Fortunately for today’s 10,000-plus African-American Army officers, Davis was a patient man. Born in Washington in 1877, he first entered the military as a temporary first lieutenant on July 13, 1898, during the Spanish-American War. Mustered out in 1899, he enlisted as a private just six months later. Within two years, he had been commissioned a second lieutenant of cavalry in the regular Army.

Davis’s service as an officer with the famed “Buffalo Soldiers” regiment in the Philippines and on the Mexican border was exemplary, yet his subsequent assignments as a college ROTC instructor and as a National Guard advisor were far from the front lines. All of his postings, including duty as the military attache to Liberia, were designed to avoid putting Davis in command of white troops or officers.

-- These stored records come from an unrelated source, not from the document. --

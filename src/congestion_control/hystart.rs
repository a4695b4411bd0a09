// Copyright (c) 2023 The TQUIC Authors.
//
// Licensed under the Apache License, Version 2.0 (the "License");
// you may not use this file except in compliance with the License.
// You may obtain a copy of the License at
//
//     http://www.apache.org/licenses/LICENSE-2.0
//
// Unless required by applicable law or agreed to in writing, software
// distributed under the License is distributed on an "AS IS" BASIS,
// WITHOUT WARRANTIES OR CONDITIONS OF ANY KIND, either express or implied.
// See the License for the specific language governing permissions and
// limitations under the License.

//! HyStart: hybrid slow start exit detection.
//!
//! Two detectors run on RTT samples while the connection is in slow start.
//! The ACK train detector measures how long a train of closely spaced ACKs
//! lasts within a round, and exits once the train spans more than half of the
//! minimum delay. The delay detector exits once the minimum RTT of the
//! current round rises noticeably above the connection's minimum delay.
//!
//! See "Hybrid Slow Start for High-Bandwidth and Long-Distance Networks",
//! PFLDnet 2008.

use enumflags2::bitflags;
use enumflags2::BitFlags;
use log::*;

use crate::connection::TransportHost;

/// Number of delay samples in a round before the delay detector applies.
const MIN_SAMPLES: u32 = 8;

/// Lower bound of the delay increase threshold in microseconds.
const DELAY_MIN_THRESH: u32 = 4000;

/// Upper bound of the delay increase threshold in microseconds.
const DELAY_MAX_THRESH: u32 = 16000;

/// Upper bound of the ACK delay cushion in microseconds.
const ACK_DELAY_CUSHION_MAX: u64 = 1000;

/// Slow start exit detectors.
#[bitflags]
#[repr(u8)]
#[derive(Copy, Clone, Debug, PartialEq, Eq)]
pub enum Detect {
    /// Exit when a train of closely spaced ACKs grows too long.
    AckTrain = 0x1,

    /// Exit when the round's minimum delay increases.
    Delay = 0x2,
}

/// HyStart configuration.
#[derive(Debug, Clone)]
pub struct HystartConfig {
    /// Whether slow start exit detection is enabled.
    pub enabled: bool,

    /// Enabled detectors.
    pub detect: BitFlags<Detect>,

    /// Detection only runs once the window reaches this many segments.
    pub low_window: u32,

    /// Maximum spacing of two ACKs in a train, in microseconds.
    pub ack_delta_us: u32,
}

impl Default for HystartConfig {
    fn default() -> Self {
        Self {
            enabled: true,
            detect: Detect::AckTrain | Detect::Delay,
            low_window: 16,
            ack_delta_us: 2000,
        }
    }
}

/// Per-connection HyStart state.
#[derive(Debug, Clone)]
pub struct Hystart {
    config: HystartConfig,

    /// Start of the current round in microseconds.
    round_start: u32,

    /// The round ends once this sequence number is acknowledged.
    end_seq: u32,

    /// Time of the last ACK in the current train, in microseconds.
    last_ack: u32,

    /// Minimum delay of the current round in microseconds.
    curr_rtt: u32,

    /// Delay samples taken in the current round.
    sample_cnt: u32,

    /// Whether slow start exit was detected.
    found: bool,
}

impl Hystart {
    pub fn new(config: HystartConfig) -> Self {
        Self {
            config,
            round_start: 0,
            end_seq: 0,
            last_ack: 0,
            curr_rtt: u32::MAX,
            sample_cnt: 0,
            found: false,
        }
    }

    pub fn enabled(&self) -> bool {
        self.config.enabled
    }

    pub fn low_window(&self) -> u32 {
        self.config.low_window
    }

    pub fn found(&self) -> bool {
        self.found
    }

    /// Start a new round ending once `snd_nxt` is acknowledged.
    pub fn reset(&mut self, snd_nxt: u32, now_us: u32) {
        self.round_start = now_us;
        self.last_ack = now_us;
        self.end_seq = snd_nxt;
        self.curr_rtt = u32::MAX;
        self.sample_cnt = 0;
    }

    /// Forget a previous exit decision and restart the round.
    pub fn restart(&mut self, snd_nxt: u32, now_us: u32) {
        self.found = false;
        self.reset(snd_nxt, now_us);
    }

    /// Run the enabled detectors on one delay sample.
    ///
    /// On exit, `ssthresh` is set to the current window. Return true if this
    /// sample ended slow start.
    pub fn update(
        &mut self,
        host: &mut dyn TransportHost,
        delay: u32,
        delay_min: u32,
        now_us: u32,
    ) -> bool {
        if self.found {
            return false;
        }

        if seq_after(host.snd_una(), self.end_seq) {
            self.reset(host.snd_nxt(), now_us);
        }

        if self.config.detect.contains(Detect::AckTrain)
            && (now_us.wrapping_sub(self.last_ack) as i32) <= self.config.ack_delta_us as i32
        {
            self.last_ack = now_us;

            let mut threshold = delay_min.saturating_add(ack_delay_cushion(host));
            // Without pacing, ACK trains are compressed.
            if !host.is_paced() {
                threshold >>= 1;
            }

            if (now_us.wrapping_sub(self.round_start) as i32) > threshold as i32 {
                trace!(
                    "hystart: ack train exit, train {}us threshold {}us",
                    now_us.wrapping_sub(self.round_start),
                    threshold
                );
                return self.exit(host);
            }
        }

        if self.config.detect.contains(Detect::Delay) {
            self.curr_rtt = self.curr_rtt.min(delay);

            if self.sample_cnt < MIN_SAMPLES {
                self.sample_cnt += 1;
            } else if self.curr_rtt > delay_min.saturating_add(delay_thresh(delay_min)) {
                trace!(
                    "hystart: delay exit, round rtt {}us delay_min {}us",
                    self.curr_rtt,
                    delay_min
                );
                return self.exit(host);
            }
        }

        false
    }

    fn exit(&mut self, host: &mut dyn TransportHost) -> bool {
        self.found = true;
        host.set_ssthresh(host.window());
        true
    }
}

/// Delay increase threshold, 1/8 of the minimum delay bounded to 4..16ms.
fn delay_thresh(delay_min: u32) -> u32 {
    (delay_min >> 3).clamp(DELAY_MIN_THRESH, DELAY_MAX_THRESH)
}

/// Cushion for ACKs delayed by segmentation offload, in microseconds.
fn ack_delay_cushion(host: &dyn TransportHost) -> u32 {
    let rate = host.pacing_rate();
    if rate == 0 {
        return 0;
    }

    let cushion = host.gso_max_size() as u64 * 4 * 1_000_000 / rate;
    cushion.min(ACK_DELAY_CUSHION_MAX) as u32
}

/// Whether sequence number `a` is after `b`, modulo 2^32.
pub(crate) fn seq_after(a: u32, b: u32) -> bool {
    (b.wrapping_sub(a) as i32) < 0
}

#[cfg(test)]
mod tests {
    use super::*;
    use crate::connection::HostRecord;

    fn host() -> HostRecord {
        let mut host = HostRecord::new(20);
        host.send(20);
        host
    }

    fn hystart(detect: BitFlags<Detect>) -> Hystart {
        Hystart::new(HystartConfig {
            detect,
            ..HystartConfig::default()
        })
    }

    #[test]
    fn hystart_delay_stable_rtt() {
        let mut host = host();
        let mut hs = hystart(Detect::Delay.into());
        hs.reset(host.snd_nxt(), 0);

        for i in 0..20 {
            assert!(!hs.update(&mut host, 40_000, 40_000, i * 5000));
        }
        assert!(!hs.found());
        assert_eq!(host.ssthresh, u32::MAX);
    }

    #[test]
    fn hystart_delay_increase() {
        let mut host = host();
        let mut hs = hystart(Detect::Delay.into());
        hs.reset(host.snd_nxt(), 0);
        assert!(!hs.update(&mut host, 40_000, 40_000, 0));

        // A new round begins once the round's last segment is acknowledged.
        host.send(20);
        host.acknowledge(21);

        for i in 1..=8 {
            assert!(!hs.update(&mut host, 60_000, 40_000, i * 5000));
        }
        assert!(!hs.found());

        assert!(hs.update(&mut host, 60_000, 40_000, 45_000));
        assert!(hs.found());
        assert_eq!(host.ssthresh, 20);

        // Latched until restarted.
        assert!(!hs.update(&mut host, 90_000, 40_000, 50_000));
        hs.restart(host.snd_nxt(), 55_000);
        assert!(!hs.found());
    }

    #[test]
    fn hystart_ack_train() {
        let mut host = host();
        let mut hs = hystart(Detect::AckTrain.into());
        hs.reset(host.snd_nxt(), 0);

        // Threshold is half of delay_min without pacing.
        for t in (1000..=20_000).step_by(1000) {
            assert!(!hs.update(&mut host, 40_000, 40_000, t));
        }
        assert!(hs.update(&mut host, 40_000, 40_000, 21_000));
        assert_eq!(host.ssthresh, 20);
    }

    #[test]
    fn hystart_ack_train_broken() {
        let mut host = host();
        let mut hs = hystart(Detect::AckTrain.into());
        hs.reset(host.snd_nxt(), 0);

        // ACKs spaced more than ack_delta apart never form a train.
        for i in 1..50 {
            assert!(!hs.update(&mut host, 40_000, 40_000, i * 3000));
        }
        assert!(!hs.found());
    }

    #[test]
    fn hystart_ack_train_paced() {
        let mut host = host();
        host.paced = true;
        host.pacing_rate = 12_500_000;
        // 65536 * 4s / 12.5MB/s is above the 1ms cap.
        assert_eq!(ack_delay_cushion(&host), 1000);

        let mut hs = hystart(Detect::AckTrain.into());
        hs.reset(host.snd_nxt(), 0);
        for t in (1000..=41_000).step_by(1000) {
            assert!(!hs.update(&mut host, 40_000, 40_000, t));
        }
        assert!(hs.update(&mut host, 40_000, 40_000, 42_000));
    }

    #[test]
    fn hystart_delay_threshold() {
        assert_eq!(delay_thresh(0), 4000);
        assert_eq!(delay_thresh(40_000), 5000);
        assert_eq!(delay_thresh(1_000_000), 16000);
    }

    #[test]
    fn seq_after_wraps() {
        assert!(seq_after(1, 0));
        assert!(!seq_after(0, 0));
        assert!(!seq_after(0, 1));
        assert!(seq_after(5, u32::MAX - 5));
    }
}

Because these were not high profile jobs, Davis rose slowly through the ranks, earning his colonel’s eagle only in 1930. In 1938, he received his first independent command, the 369th National Guard Infantry Regiment. When Davis was promoted to brigadier, some saw it as a political action from President Franklin D. Roosevelt.

However, as advisor on race relations in the European theater during World War II, Davis, as his Distinguished Service Medal citation relates, showed “initiative, intelligence and sympathetic understanding” while conducting investigations, bringing about “a fair and equitable solution to … problems which have since become the basis of far-reaching War Department policy.”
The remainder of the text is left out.